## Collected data
◆ ◆ ◆
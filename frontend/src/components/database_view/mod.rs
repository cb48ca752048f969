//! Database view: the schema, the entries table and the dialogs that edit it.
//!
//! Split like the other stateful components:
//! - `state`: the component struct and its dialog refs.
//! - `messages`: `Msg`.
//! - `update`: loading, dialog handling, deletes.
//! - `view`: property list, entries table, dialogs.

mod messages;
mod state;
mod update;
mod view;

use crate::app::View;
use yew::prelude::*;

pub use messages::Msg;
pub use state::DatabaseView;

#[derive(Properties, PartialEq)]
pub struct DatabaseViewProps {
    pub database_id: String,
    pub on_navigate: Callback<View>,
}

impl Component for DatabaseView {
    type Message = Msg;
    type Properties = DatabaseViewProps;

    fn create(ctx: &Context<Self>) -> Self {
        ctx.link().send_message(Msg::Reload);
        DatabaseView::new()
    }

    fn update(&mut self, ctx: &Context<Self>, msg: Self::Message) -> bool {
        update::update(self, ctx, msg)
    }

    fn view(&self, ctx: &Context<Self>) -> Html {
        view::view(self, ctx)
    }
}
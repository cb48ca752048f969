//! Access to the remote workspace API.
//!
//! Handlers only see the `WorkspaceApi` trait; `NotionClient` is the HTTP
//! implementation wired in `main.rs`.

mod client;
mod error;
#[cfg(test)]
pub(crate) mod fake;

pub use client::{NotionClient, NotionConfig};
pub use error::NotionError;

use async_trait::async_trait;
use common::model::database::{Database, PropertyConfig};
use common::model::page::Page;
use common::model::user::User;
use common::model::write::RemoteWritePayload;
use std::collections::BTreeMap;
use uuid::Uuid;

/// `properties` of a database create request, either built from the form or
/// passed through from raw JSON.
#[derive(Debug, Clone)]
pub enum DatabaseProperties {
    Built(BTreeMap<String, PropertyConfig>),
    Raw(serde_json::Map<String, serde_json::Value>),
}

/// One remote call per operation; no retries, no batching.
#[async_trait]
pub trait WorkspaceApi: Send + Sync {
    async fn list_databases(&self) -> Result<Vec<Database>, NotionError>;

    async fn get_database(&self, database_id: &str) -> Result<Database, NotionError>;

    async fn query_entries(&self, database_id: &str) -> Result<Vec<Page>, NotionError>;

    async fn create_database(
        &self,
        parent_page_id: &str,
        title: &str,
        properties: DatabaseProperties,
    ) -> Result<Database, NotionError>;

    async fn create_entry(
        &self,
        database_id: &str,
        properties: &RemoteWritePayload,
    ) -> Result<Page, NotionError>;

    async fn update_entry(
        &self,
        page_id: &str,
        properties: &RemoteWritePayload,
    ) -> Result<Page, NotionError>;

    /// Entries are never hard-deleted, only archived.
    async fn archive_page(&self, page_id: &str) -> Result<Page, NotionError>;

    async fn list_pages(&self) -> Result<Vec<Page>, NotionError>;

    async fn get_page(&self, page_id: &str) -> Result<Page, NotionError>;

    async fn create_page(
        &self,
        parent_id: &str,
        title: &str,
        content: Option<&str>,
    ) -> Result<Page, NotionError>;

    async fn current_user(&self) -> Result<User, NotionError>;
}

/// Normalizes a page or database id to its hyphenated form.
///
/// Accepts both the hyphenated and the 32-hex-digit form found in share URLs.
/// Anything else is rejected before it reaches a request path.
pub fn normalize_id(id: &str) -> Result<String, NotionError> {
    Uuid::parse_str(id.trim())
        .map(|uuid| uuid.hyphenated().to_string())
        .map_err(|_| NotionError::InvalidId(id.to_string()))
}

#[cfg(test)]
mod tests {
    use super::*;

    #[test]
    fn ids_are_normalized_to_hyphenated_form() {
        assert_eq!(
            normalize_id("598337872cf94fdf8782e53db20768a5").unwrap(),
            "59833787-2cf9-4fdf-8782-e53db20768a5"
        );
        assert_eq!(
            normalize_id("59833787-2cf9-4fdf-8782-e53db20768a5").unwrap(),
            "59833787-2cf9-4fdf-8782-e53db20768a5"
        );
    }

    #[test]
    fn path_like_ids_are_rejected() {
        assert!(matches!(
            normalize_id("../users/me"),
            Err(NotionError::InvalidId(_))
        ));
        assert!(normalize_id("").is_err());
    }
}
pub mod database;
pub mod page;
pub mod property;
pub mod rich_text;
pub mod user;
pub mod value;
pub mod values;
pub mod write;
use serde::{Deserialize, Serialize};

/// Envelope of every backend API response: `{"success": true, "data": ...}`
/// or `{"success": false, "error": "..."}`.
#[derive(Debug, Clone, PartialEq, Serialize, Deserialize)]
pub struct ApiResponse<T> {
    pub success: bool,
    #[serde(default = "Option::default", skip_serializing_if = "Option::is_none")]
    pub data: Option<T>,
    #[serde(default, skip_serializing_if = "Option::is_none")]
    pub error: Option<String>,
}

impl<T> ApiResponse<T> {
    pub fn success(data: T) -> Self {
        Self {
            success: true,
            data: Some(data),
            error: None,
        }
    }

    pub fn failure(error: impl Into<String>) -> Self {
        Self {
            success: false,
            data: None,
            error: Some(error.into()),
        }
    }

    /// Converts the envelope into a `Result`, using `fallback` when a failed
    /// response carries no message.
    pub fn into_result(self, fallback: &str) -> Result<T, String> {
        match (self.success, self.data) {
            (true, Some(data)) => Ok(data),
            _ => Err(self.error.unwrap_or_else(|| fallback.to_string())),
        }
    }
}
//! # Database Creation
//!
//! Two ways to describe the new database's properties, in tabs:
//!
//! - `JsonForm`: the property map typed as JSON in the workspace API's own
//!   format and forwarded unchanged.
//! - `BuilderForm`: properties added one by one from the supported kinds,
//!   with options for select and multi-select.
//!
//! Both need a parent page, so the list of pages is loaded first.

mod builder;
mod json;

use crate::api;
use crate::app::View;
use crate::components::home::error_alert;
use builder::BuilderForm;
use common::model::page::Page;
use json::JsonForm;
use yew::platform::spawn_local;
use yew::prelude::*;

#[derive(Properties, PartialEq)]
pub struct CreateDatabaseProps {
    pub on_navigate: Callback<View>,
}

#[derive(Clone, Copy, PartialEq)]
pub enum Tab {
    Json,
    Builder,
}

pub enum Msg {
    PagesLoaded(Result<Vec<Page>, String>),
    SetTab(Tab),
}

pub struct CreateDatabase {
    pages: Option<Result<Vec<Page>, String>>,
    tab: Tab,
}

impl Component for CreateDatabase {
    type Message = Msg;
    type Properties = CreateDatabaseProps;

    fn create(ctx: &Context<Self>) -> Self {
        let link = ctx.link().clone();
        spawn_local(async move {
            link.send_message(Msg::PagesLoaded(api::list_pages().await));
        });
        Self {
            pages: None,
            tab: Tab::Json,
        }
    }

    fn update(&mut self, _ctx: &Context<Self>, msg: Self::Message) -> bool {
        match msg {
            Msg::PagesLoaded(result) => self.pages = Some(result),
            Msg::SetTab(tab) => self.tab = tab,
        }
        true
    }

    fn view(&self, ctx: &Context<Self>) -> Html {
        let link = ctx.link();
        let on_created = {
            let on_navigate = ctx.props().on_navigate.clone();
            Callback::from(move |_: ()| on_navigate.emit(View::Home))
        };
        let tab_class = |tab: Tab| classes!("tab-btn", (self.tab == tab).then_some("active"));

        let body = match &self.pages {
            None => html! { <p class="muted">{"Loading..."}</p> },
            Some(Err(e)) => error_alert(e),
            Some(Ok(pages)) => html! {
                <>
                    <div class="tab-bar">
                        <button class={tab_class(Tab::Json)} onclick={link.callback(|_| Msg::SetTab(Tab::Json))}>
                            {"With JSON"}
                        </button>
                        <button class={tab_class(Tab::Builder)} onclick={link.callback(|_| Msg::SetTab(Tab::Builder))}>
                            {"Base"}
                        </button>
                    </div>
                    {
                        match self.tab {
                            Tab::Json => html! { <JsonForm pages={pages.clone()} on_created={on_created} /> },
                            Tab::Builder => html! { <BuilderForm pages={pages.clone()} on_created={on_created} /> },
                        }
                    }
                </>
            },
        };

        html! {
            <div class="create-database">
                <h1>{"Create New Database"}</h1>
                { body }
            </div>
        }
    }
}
◆ ◆ ◆
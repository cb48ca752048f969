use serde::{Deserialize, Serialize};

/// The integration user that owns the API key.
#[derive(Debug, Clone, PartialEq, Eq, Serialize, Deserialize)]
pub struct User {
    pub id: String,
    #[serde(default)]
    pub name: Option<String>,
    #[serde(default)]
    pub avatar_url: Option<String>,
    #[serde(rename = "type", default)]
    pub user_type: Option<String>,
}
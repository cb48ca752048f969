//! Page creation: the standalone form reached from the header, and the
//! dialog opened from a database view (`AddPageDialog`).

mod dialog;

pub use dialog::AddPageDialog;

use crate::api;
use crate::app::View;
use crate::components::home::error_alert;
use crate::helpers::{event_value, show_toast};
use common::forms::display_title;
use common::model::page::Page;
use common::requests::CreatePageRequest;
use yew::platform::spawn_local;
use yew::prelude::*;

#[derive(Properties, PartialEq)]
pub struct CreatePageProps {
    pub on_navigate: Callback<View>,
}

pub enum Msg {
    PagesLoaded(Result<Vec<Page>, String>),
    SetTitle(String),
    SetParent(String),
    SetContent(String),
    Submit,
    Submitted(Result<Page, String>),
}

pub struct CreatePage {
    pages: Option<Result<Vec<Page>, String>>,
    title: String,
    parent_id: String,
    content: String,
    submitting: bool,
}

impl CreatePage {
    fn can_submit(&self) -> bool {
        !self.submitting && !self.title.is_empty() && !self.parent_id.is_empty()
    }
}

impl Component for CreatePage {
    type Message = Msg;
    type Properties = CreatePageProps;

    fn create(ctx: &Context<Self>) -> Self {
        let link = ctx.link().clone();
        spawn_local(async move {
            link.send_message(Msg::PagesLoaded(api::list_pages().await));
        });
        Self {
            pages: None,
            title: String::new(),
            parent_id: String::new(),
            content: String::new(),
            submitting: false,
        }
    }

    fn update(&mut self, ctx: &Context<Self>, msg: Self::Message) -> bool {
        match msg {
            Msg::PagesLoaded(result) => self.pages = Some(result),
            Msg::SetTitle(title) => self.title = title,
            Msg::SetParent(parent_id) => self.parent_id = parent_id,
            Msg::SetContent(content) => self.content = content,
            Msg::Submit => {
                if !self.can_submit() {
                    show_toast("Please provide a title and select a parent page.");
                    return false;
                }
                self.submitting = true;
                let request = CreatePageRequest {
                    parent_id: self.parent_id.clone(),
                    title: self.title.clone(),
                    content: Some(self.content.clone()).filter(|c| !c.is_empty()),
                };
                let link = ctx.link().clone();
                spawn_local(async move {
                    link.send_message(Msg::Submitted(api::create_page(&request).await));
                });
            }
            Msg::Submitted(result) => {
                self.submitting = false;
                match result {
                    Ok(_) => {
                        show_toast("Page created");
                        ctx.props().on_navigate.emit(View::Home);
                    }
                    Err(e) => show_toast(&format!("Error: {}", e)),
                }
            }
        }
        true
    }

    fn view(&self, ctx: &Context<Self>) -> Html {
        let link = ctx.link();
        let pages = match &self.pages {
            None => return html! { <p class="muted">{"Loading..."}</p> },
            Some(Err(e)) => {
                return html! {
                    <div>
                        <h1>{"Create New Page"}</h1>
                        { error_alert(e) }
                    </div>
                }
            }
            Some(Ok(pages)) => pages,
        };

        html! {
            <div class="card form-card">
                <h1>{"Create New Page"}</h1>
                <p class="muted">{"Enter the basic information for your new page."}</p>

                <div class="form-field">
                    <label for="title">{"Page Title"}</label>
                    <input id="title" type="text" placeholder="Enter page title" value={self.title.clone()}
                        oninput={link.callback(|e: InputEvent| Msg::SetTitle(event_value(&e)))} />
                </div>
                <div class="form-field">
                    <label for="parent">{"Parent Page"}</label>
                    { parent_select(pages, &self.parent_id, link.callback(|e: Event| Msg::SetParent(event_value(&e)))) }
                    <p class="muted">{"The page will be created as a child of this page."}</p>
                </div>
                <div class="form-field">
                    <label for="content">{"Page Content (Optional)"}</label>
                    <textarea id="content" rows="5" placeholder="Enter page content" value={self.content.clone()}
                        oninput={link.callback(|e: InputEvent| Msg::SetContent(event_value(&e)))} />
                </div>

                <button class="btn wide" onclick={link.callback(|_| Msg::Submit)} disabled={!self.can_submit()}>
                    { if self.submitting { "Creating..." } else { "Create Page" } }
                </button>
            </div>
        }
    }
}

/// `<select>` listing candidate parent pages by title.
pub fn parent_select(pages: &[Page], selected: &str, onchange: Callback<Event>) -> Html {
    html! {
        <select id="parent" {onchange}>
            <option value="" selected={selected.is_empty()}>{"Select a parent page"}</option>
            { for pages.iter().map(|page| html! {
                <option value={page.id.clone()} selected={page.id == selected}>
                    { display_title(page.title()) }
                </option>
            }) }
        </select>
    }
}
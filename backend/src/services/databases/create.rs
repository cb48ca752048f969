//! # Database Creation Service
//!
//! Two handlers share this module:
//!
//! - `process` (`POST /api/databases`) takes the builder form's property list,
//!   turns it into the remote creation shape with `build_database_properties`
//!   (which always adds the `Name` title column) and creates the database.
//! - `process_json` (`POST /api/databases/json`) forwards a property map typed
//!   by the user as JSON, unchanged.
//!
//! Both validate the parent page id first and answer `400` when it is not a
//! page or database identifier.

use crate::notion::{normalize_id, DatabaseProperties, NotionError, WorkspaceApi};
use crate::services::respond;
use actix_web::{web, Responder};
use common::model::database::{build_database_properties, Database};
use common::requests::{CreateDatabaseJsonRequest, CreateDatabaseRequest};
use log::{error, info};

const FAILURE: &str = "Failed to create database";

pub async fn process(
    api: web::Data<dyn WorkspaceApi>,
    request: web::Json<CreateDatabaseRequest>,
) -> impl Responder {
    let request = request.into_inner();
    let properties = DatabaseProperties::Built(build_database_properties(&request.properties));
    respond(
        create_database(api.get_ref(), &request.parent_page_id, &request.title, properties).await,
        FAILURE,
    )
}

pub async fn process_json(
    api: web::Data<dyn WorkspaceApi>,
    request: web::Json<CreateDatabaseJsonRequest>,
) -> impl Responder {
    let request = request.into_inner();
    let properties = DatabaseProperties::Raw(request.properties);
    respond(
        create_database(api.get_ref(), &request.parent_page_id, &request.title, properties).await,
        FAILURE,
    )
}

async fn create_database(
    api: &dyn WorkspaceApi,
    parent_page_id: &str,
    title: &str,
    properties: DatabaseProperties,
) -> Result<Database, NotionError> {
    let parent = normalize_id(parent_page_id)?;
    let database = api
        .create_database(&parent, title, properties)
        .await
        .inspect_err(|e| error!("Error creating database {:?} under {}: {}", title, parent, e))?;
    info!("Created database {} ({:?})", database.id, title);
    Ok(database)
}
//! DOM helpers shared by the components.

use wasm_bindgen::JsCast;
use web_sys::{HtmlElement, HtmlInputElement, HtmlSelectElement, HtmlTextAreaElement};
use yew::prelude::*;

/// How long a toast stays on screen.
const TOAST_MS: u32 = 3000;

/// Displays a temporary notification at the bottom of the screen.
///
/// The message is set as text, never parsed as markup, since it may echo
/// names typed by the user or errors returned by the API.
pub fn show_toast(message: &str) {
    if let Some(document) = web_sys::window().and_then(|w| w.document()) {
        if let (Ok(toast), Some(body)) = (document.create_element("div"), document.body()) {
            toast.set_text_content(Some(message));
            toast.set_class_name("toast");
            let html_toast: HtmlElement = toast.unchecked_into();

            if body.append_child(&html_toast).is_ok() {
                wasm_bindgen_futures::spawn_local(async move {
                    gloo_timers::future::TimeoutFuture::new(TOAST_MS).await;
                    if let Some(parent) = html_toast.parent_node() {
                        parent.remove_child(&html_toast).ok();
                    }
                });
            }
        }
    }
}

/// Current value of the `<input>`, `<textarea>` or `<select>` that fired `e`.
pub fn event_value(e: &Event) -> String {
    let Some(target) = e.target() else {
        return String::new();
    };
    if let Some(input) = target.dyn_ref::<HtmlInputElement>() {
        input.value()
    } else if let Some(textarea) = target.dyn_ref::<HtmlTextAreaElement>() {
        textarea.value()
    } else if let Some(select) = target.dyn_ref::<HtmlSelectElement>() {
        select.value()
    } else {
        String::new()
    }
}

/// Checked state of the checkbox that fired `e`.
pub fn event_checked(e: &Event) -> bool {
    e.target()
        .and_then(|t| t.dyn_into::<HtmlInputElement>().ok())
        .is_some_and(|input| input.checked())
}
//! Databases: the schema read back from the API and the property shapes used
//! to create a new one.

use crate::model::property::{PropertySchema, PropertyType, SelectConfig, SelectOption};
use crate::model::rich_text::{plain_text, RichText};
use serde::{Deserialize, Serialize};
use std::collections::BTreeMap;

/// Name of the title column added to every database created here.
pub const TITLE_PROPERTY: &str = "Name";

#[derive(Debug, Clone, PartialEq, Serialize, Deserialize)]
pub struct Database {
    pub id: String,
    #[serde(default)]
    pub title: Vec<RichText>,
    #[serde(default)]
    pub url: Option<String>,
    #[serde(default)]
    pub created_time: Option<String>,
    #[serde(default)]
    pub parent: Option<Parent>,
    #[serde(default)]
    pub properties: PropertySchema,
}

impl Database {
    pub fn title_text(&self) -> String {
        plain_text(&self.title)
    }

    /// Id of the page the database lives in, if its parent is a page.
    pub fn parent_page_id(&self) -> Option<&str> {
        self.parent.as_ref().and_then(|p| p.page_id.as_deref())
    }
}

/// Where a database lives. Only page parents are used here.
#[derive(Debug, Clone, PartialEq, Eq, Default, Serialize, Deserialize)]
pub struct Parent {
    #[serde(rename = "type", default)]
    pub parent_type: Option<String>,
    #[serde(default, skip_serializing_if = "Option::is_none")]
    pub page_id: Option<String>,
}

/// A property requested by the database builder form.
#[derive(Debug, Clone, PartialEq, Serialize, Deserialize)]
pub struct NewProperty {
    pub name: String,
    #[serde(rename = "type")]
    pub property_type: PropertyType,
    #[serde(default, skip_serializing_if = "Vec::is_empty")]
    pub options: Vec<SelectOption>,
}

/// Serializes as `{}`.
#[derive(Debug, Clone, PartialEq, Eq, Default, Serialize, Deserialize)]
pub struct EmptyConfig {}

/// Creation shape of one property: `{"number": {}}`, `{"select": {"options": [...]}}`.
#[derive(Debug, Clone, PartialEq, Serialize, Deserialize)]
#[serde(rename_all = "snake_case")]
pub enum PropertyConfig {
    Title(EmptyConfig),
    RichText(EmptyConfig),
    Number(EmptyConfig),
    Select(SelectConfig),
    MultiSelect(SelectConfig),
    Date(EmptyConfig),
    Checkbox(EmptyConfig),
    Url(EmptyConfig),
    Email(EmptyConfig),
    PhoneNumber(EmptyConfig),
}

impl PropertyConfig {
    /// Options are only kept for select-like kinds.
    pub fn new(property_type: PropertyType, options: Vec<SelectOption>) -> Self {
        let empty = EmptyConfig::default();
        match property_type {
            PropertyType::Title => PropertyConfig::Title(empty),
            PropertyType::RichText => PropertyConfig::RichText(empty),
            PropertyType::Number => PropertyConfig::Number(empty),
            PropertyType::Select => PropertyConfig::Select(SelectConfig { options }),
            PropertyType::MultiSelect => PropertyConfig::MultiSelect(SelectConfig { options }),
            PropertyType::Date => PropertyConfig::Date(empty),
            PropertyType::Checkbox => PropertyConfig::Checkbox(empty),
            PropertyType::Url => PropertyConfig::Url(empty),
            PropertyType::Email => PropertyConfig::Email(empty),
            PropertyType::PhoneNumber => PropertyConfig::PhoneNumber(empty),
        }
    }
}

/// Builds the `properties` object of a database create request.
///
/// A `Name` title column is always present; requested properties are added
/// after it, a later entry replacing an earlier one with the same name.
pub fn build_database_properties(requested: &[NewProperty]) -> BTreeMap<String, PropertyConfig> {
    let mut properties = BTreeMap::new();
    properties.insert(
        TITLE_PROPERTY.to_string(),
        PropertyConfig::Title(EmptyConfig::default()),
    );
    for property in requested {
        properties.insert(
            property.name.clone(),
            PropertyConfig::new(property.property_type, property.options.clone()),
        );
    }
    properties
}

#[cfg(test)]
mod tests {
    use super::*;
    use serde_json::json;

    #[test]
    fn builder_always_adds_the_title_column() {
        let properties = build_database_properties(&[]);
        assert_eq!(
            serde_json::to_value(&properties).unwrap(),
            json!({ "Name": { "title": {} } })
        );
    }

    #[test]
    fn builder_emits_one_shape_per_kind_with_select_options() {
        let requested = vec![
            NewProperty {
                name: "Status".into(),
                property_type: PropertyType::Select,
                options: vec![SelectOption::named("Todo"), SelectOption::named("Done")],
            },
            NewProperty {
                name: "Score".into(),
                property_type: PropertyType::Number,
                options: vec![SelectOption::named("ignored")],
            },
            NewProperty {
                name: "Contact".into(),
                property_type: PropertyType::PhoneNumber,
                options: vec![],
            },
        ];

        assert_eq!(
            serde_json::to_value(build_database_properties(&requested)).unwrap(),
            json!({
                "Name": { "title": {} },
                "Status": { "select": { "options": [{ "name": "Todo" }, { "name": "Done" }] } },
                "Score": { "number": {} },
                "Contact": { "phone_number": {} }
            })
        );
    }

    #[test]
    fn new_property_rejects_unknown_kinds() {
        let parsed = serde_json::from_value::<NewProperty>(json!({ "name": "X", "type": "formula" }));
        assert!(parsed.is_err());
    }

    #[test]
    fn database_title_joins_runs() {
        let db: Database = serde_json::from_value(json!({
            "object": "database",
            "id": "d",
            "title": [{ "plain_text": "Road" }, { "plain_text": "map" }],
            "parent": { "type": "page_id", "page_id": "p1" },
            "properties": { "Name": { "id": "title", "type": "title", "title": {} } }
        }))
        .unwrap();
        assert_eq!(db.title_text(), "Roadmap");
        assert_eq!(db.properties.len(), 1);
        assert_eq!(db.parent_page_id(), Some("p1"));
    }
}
◆ ◆ ◆
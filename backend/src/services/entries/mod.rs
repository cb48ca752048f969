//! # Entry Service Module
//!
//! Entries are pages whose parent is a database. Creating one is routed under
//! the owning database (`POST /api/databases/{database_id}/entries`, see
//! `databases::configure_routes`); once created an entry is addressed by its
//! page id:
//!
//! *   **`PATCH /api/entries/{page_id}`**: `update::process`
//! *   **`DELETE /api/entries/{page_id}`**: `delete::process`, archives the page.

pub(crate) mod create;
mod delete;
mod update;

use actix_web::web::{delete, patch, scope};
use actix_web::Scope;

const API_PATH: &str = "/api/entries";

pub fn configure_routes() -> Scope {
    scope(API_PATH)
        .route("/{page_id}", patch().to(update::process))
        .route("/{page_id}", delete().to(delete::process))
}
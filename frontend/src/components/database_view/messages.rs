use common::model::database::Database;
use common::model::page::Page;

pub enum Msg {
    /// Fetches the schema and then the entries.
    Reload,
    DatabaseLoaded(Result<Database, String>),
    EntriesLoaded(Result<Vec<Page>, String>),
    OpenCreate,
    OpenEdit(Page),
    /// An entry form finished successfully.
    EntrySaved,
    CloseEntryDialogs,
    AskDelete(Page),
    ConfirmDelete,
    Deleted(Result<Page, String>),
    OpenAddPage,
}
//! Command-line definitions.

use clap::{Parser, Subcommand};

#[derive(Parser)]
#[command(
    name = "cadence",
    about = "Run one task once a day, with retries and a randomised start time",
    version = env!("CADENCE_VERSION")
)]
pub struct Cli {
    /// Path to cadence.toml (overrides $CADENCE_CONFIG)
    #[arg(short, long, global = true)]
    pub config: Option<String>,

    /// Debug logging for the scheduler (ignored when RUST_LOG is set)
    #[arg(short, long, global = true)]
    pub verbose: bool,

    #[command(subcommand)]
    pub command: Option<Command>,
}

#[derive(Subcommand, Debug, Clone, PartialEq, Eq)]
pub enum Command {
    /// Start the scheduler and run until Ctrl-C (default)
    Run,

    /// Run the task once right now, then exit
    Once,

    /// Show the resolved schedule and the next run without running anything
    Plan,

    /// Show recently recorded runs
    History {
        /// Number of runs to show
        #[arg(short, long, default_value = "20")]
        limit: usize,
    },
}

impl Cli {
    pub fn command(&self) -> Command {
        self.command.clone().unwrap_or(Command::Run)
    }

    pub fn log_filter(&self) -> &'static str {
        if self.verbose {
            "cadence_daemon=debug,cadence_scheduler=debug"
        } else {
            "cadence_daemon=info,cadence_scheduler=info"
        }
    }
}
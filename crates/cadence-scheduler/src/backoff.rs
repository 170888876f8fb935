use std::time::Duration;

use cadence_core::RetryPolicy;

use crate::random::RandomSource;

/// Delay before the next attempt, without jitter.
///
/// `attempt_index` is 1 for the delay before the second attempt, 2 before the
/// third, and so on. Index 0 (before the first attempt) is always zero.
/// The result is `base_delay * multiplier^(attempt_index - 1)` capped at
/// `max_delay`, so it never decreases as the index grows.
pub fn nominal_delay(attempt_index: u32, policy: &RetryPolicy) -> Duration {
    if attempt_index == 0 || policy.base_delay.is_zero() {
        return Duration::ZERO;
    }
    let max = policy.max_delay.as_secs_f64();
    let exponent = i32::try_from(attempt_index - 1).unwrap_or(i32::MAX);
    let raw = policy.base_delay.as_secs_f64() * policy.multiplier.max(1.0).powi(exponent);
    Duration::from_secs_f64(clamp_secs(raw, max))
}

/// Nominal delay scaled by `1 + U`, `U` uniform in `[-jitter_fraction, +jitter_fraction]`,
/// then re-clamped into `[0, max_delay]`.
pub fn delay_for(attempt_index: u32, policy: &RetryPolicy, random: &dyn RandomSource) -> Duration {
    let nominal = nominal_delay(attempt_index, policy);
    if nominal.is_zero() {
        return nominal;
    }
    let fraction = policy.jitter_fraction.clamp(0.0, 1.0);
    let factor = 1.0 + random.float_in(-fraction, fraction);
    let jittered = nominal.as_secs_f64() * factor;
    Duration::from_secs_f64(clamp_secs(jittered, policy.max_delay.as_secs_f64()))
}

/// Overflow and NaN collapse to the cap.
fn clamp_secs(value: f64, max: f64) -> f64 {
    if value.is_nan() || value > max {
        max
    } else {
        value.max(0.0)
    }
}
◆ ◆ ◆
## Work required
A complete answer lists each line of the data that holds the word "ApiResponse".

## Expected answer
pub struct ApiResponse<T> {
impl<T> ApiResponse<T> {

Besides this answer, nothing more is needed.